Karnad also doubts that India’s navy “of 50-odd capital ships by 2030” will be enough to impose a complete blockade on China, and raises the important issue that blockades take much longer to achieve their aim than ground operations:
Indeed, the Chinese could well achieve their limited war aims before many Chinese naval ships and merchant marine can be found and sunk, and the Chinese economy impacted. […] Thirdly, unlike India, China has built up strategic reserves of oil and minerals; these will last longer than the limited war will endure and before India’s maritime counter can have effect.
Nitin Gokhale concurs, adding:
SLOCs are not an exclusive preserve of either India or China and the international community is therefore bound to intervene to keep the passage free to enable trade and commerce to function normally. A selective blockade of China-centric sea traffic is realistically difficult to implement even if on paper the prospect looks alluring.
This debate is interesting for a few reasons.
First, it represents a quieter echo of a U.S. debate over the feasibility of blockading China. Despite growing interaction between the U.S. and Indian navies, and India’s growing interest in broader Asia-focused debates over China, India still views this question firmly in unilateral terms. The scenarios discussed are usually bilateral disputes between China and India, and envision India acting unilaterally in imposing the hypothetical blockade.
Second, Indian assessments of the country's maritime strength will be important factors in shaping Indian crisis behavior, particularly as the border dispute flares up once more. Whether or not India believes it possesses this degree of naval leverage might affect whether it feels able to escalate a future crisis on the border.
What's particularly important about this round of the debate is that the specific question of distinguishing Chinese shipping from other international shipping is getting some attention – a practical question that usually is ignored in discussions of the Indian Navy's coercive missions, resulting in the ease of a "blockade" being overstated.

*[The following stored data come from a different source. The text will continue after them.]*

// SPDX-License-Identifier: AGPL-3.0-or-later
// SPDX-FileCopyrightText: 2024 Hyperpolymath

//! Error types for the model-selection pipeline

use thiserror::Error;

/// Result type alias used throughout the library
pub type Result<T> = std::result::Result<T, EvalError>;

/// Every failure the pipeline can report
#[derive(Error, Debug)]
pub enum EvalError {
    #[error("Invalid train fraction {fraction}: must lie strictly between 0 and 1")]
    InvalidFraction { fraction: f64 },

    #[error("Insufficient data: {0}")]
    InsufficientData(String),

    #[error("Label class {label} has {count} member(s); at least 2 are required to split")]
    EmptyClass { label: bool, count: usize },

    #[error("Feature '{feature}' has zero variance in the training data")]
    DegenerateFeature { feature: String },

    #[error("Optimizer did not converge after {iterations} iterations ({detail})")]
    Convergence { iterations: usize, detail: String },

    #[error("No viable model for '{model}': all {candidates} candidate(s) failed")]
    NoViableModel { model: String, candidates: usize },

    #[error("Labels contain a single class ({positives} positive, {negatives} negative); ROC is undefined")]
    DegenerateLabels { positives: usize, negatives: usize },

    #[error("Invalid parameter: {name} = {value}, {reason}")]
    InvalidParameter {
        name: String,
        value: String,
        reason: String,
    },

    #[error("Schema mismatch: expected {expected}, got {actual}")]
    SchemaMismatch { expected: String, actual: String },

    #[error("Length mismatch: expected {expected}, got {actual}")]
    LengthMismatch { expected: usize, actual: usize },

    #[error("Column not found: {0}")]
    MissingColumn(String),

    #[error("Missing value in row {row}, column '{column}'")]
    MissingValue { row: usize, column: String },

    #[error("Non-numeric value '{value}' in row {row}, column '{column}'")]
    InvalidValue {
        row: usize,
        column: String,
        value: String,
    },

    #[error("Unrecognised label '{value}' in row {row}")]
    InvalidLabel { row: usize, value: String },

    #[error("IO error: {0}")]
    Io(#[from] std::io::Error),

    #[error("CSV error: {0}")]
    Csv(#[from] csv::Error),

    #[error("Serialization error: {0}")]
    Serialization(#[from] serde_json::Error),
}

impl EvalError {
    /// Whether this error disqualifies a single search candidate instead of
    /// aborting the run.
    ///
    /// Fold-level degeneracies (a feature constant inside one fold, a fold
    /// with a single class) and optimizer non-convergence are contained by
    /// the search; configuration and data errors are not.
    pub fn is_candidate_failure(&self) -> bool {
        matches!(
            self,
            EvalError::Convergence { .. }
                | EvalError::DegenerateFeature { .. }
                | EvalError::DegenerateLabels { .. }
                | EvalError::InsufficientData(_)
        )
    }

    pub(crate) fn invalid_parameter(name: &str, value: impl ToString, reason: &str) -> Self {
        EvalError::InvalidParameter {
            name: name.to_string(),
            value: value.to_string(),
            reason: reason.to_string(),
        }
    }
}
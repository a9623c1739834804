// SPDX-License-Identifier: AGPL-3.0-or-later
// SPDX-FileCopyrightText: 2024 Hyperpolymath

//! ROC analysis and Youden's-J threshold selection
//!
//! Every distinct predicted probability is a candidate threshold, visited
//! in descending order. At threshold `t` a record is predicted positive iff
//! its probability is strictly greater than `t`, which is the same rule
//! [`crate::metrics::evaluate`] applies, so each curve point is exactly the
//! confusion matrix the evaluator reports at that threshold.

use crate::error::{EvalError, Result};
use serde::{Deserialize, Serialize};

/// J values closer than this are treated as tied
const TIE_TOLERANCE: f64 = 1e-12;

#[derive(Debug, Clone, Copy, PartialEq, Serialize, Deserialize)]
pub struct RocPoint {
    pub threshold: f64,
    pub fpr: f64,
    pub tpr: f64,
}

impl RocPoint {
    /// Youden's J statistic: sensitivity + specificity - 1
    pub fn youden_j(&self) -> f64 {
        self.tpr - self.fpr
    }
}

/// Empirical ROC curve, highest threshold first
#[derive(Debug, Clone, PartialEq, Serialize, Deserialize)]
pub struct RocCurve {
    pub points: Vec<RocPoint>,
    pub auc: f64,
}

impl RocCurve {
    pub fn from_scores(labels: &[bool], probabilities: &[f64]) -> Result<Self> {
        if labels.len() != probabilities.len() {
            return Err(EvalError::LengthMismatch {
                expected: labels.len(),
                actual: probabilities.len(),
            });
        }

        let n_pos = labels.iter().filter(|&&l| l).count();
        let n_neg = labels.len() - n_pos;
        if n_pos == 0 || n_neg == 0 {
            return Err(EvalError::DegenerateLabels {
                positives: n_pos,
                negatives: n_neg,
            });
        }

        let mut pairs: Vec<(f64, bool)> = probabilities.iter().copied().zip(labels.iter().copied()).collect();
        pairs.sort_by(|a, b| b.0.total_cmp(&a.0));

        let (pos, neg) = (n_pos as f64, n_neg as f64);
        let mut points = Vec::new();
        let (mut tp, mut fp) = (0usize, 0usize);
        let mut i = 0;

        while i < pairs.len() {
            let threshold = pairs[i].0;
            // Only strictly higher scores are positive at this threshold
            points.push(RocPoint {
                threshold,
                fpr: fp as f64 / neg,
                tpr: tp as f64 / pos,
            });
            while i < pairs.len() && pairs[i].0 == threshold {
                if pairs[i].1 {
                    tp += 1;
                } else {
                    fp += 1;
                }
                i += 1;
            }
        }

        let mut auc = 0.0;
        let mut previous = (0.0, 0.0);
        for (fpr, tpr) in points.iter().map(|p| (p.fpr, p.tpr)).chain(std::iter::once((1.0, 1.0))) {
            auc += (fpr - previous.0) * (tpr + previous.1) / 2.0;
            previous = (fpr, tpr);
        }

        Ok(Self { points, auc })
    }
}

/// Chosen operating point
#[derive(Debug, Clone, PartialEq, Serialize, Deserialize)]
pub struct ThresholdSelection {
    pub threshold: f64,
    pub youden_j: f64,
    pub auc: f64,
    pub curve: RocCurve,
}

/// Pick the threshold that maximizes Youden's J
///
/// Ties go to the first, i.e. highest, candidate threshold.
pub fn select_threshold(labels: &[bool], probabilities: &[f64]) -> Result<ThresholdSelection> {
    let curve = RocCurve::from_scores(labels, probabilities)?;

    let mut best = curve.points[0];
    for point in &curve.points[1..] {
        if point.youden_j() > best.youden_j() + TIE_TOLERANCE {
            best = *point;
        }
    }

    Ok(ThresholdSelection {
        threshold: best.threshold,
        youden_j: best.youden_j(),
        auc: curve.auc,
        curve,
    })
}

/// Area under the ROC curve only
pub fn roc_auc(labels: &[bool], probabilities: &[f64]) -> Result<f64> {
    RocCurve::from_scores(labels, probabilities).map(|c| c.auc)
}

#[cfg(test)]
mod tests {
    use super::*;

    #[test]
    fn test_perfect_separation() {
        let labels = [true, true, false, false];
        let probs = [0.9, 0.8, 0.2, 0.1];
        let selection = select_threshold(&labels, &probs).unwrap();

        assert!((selection.auc - 1.0).abs() < 1e-12);
        assert!((selection.youden_j - 1.0).abs() < 1e-12);
        // Everything above 0.2 is positive: both positives, no negatives
        assert_eq!(selection.threshold, 0.2);
    }

    #[test]
    fn test_inverted_scores() {
        let labels = [false, false, true, true];
        let probs = [0.9, 0.8, 0.2, 0.1];
        assert!(roc_auc(&labels, &probs).unwrap().abs() < 1e-12);
    }

    #[test]
    fn test_auc_matches_pairwise_ranking() {
        let labels = [true, false, true, false, true, false, true];
        let probs = [0.3, 0.7, 0.6, 0.4, 0.5, 0.5, 0.9];

        // Fraction of (pos, neg) pairs ranked correctly, ties counting half
        let mut wins = 0.0;
        let mut total = 0.0;
        for (i, &li) in labels.iter().enumerate() {
            for (j, &lj) in labels.iter().enumerate() {
                if li && !lj {
                    total += 1.0;
                    if probs[i] > probs[j] {
                        wins += 1.0;
                    } else if probs[i] == probs[j] {
                        wins += 0.5;
                    }
                }
            }
        }

        let auc = roc_auc(&labels, &probs).unwrap();
        assert!((auc - wins / total).abs() < 1e-12, "auc {} vs {}", auc, wins / total);
    }

    #[test]
    fn test_constant_scores_give_chance_auc() {
        let labels = [true, false, true, false];
        let selection = select_threshold(&labels, &[0.4; 4]).unwrap();
        assert!((selection.auc - 0.5).abs() < 1e-12);
        assert_eq!(selection.curve.points.len(), 1);
        assert_eq!(selection.threshold, 0.4);
    }

    #[test]
    fn test_curve_is_monotone() {
        let labels: Vec<bool> = (0..50).map(|i| i % 3 == 0).collect();
        let probs: Vec<f64> = (0..50).map(|i| ((i * 37) % 50) as f64 / 50.0).collect();
        let curve = RocCurve::from_scores(&labels, &probs).unwrap();

        assert_eq!(curve.points[0].fpr, 0.0);
        assert_eq!(curve.points[0].tpr, 0.0);
        for pair in curve.points.windows(2) {
            assert!(pair[0].threshold > pair[1].threshold);
            assert!(pair[0].fpr <= pair[1].fpr);
            assert!(pair[0].tpr <= pair[1].tpr);
        }
    }

    #[test]
    fn test_degenerate_inputs() {
        assert!(matches!(
            select_threshold(&[false, false], &[0.1, 0.2]),
            Err(EvalError::DegenerateLabels { positives: 0, negatives: 2 })
        ));
        assert!(matches!(select_threshold(&[], &[]), Err(EvalError::DegenerateLabels { .. })));
        assert!(matches!(
            roc_auc(&[true, false], &[0.5]),
            Err(EvalError::LengthMismatch { .. })
        ));
    }

    #[test]
    fn test_youden_tie_prefers_highest_threshold() {
        // J = 2/3 at threshold 0.8 and again at 0.4
        let labels = [true, true, false, true, false, false];
        let probs = [0.9, 0.85, 0.8, 0.6, 0.4, 0.1];
        let selection = select_threshold(&labels, &probs).unwrap();
        assert!((selection.youden_j - 2.0 / 3.0).abs() < 1e-12);
        assert_eq!(selection.threshold, 0.8);
    }
}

Third, the debate has implications for interservice resource allocation, with the Navy recently losing out to its rival services. In the 2013-2014 defense budget, the Navy's share of total defense spending fell by the most, and the Navy comprises the smallest share of the budget (18 percent – versus 28 percent for the Indian Air Force and 49 percent for the Indian Army).
Moreover, a recent report by India's Comptroller and Auditor General (CAG) found that the Indian Navy only has "61, 44 and 20 percent respectively of the frigates, destroyers and corvettes that it has projected as its minimum requirement." The debate over whether China is more vulnerable on land or sea has a bearing on how India's resources are spent in the future and whether those shortfalls in boat (and especially submarine) numbers are rectified over the longer-term.
Fourth, and finally, the debate over how to respond to China is valuable because, in being sparked by the decision to raise a mountain corps, it has been couched as a trade-off, and therefore brings the question of priorities to the forefront.
Tradeoffs and priorities lie at the heart of strategy, and it is beneficial for India – a country long criticized for a lack of strategic thinking – that it should be forced to think about the question of military modernization as a series of choices across all dimensions of power, including land, sea, and air, rather than a series of decisions to be made in isolation from one another.
India was able to throw money at the problem in its period of plenty, but it now faces growth rates much lower than those of the 2000s with little prospect of a swift return to the boom days. The debate between navalists, contintentalists, and others is an important bellwether of how India’s military maturation might progress.
Shashank Joshi is a Research Fellow of the Royal United Services Institute.